[Saved entries]

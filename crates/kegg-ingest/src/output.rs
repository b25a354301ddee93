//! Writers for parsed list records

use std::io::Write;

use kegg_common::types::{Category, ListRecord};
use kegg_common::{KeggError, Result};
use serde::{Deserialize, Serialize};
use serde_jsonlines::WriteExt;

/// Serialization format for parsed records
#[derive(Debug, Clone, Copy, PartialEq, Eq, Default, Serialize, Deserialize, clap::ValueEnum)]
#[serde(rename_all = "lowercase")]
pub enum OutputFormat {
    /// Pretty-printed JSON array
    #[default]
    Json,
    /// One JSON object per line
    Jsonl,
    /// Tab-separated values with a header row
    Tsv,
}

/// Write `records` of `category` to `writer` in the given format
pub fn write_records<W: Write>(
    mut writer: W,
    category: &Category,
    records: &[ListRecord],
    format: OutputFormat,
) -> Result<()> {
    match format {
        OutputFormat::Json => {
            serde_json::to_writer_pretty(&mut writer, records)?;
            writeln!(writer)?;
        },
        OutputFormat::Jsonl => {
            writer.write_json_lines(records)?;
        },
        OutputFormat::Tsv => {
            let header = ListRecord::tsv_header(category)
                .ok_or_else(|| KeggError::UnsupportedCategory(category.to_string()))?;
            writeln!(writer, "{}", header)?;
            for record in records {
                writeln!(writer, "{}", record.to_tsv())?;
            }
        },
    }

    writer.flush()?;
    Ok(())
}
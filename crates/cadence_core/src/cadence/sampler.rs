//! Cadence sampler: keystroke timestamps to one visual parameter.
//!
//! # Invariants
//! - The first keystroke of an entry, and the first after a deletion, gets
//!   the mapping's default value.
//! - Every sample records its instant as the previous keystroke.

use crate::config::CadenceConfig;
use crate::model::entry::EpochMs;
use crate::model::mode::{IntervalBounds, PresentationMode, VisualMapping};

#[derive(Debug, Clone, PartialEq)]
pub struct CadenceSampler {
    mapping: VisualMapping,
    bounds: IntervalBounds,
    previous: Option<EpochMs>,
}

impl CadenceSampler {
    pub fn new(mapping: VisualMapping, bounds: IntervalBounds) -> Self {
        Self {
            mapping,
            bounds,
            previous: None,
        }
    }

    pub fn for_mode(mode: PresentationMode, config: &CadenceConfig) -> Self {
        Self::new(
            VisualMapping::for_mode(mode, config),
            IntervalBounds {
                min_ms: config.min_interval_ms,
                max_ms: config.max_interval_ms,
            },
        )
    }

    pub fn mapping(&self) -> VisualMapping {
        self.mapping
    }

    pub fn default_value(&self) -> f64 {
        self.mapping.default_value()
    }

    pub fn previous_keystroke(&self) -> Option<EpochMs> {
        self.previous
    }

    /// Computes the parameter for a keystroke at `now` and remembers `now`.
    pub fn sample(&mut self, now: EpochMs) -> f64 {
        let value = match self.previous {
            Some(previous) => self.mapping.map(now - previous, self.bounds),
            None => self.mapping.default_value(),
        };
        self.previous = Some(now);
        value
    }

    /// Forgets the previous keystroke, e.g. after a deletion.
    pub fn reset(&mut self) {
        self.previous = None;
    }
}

INSTRUCTIONS FOR THE TASK: In the entries above, work out how many lines contain the string "VisualMapping", and give only that number.

RESPONSE BELOW: 5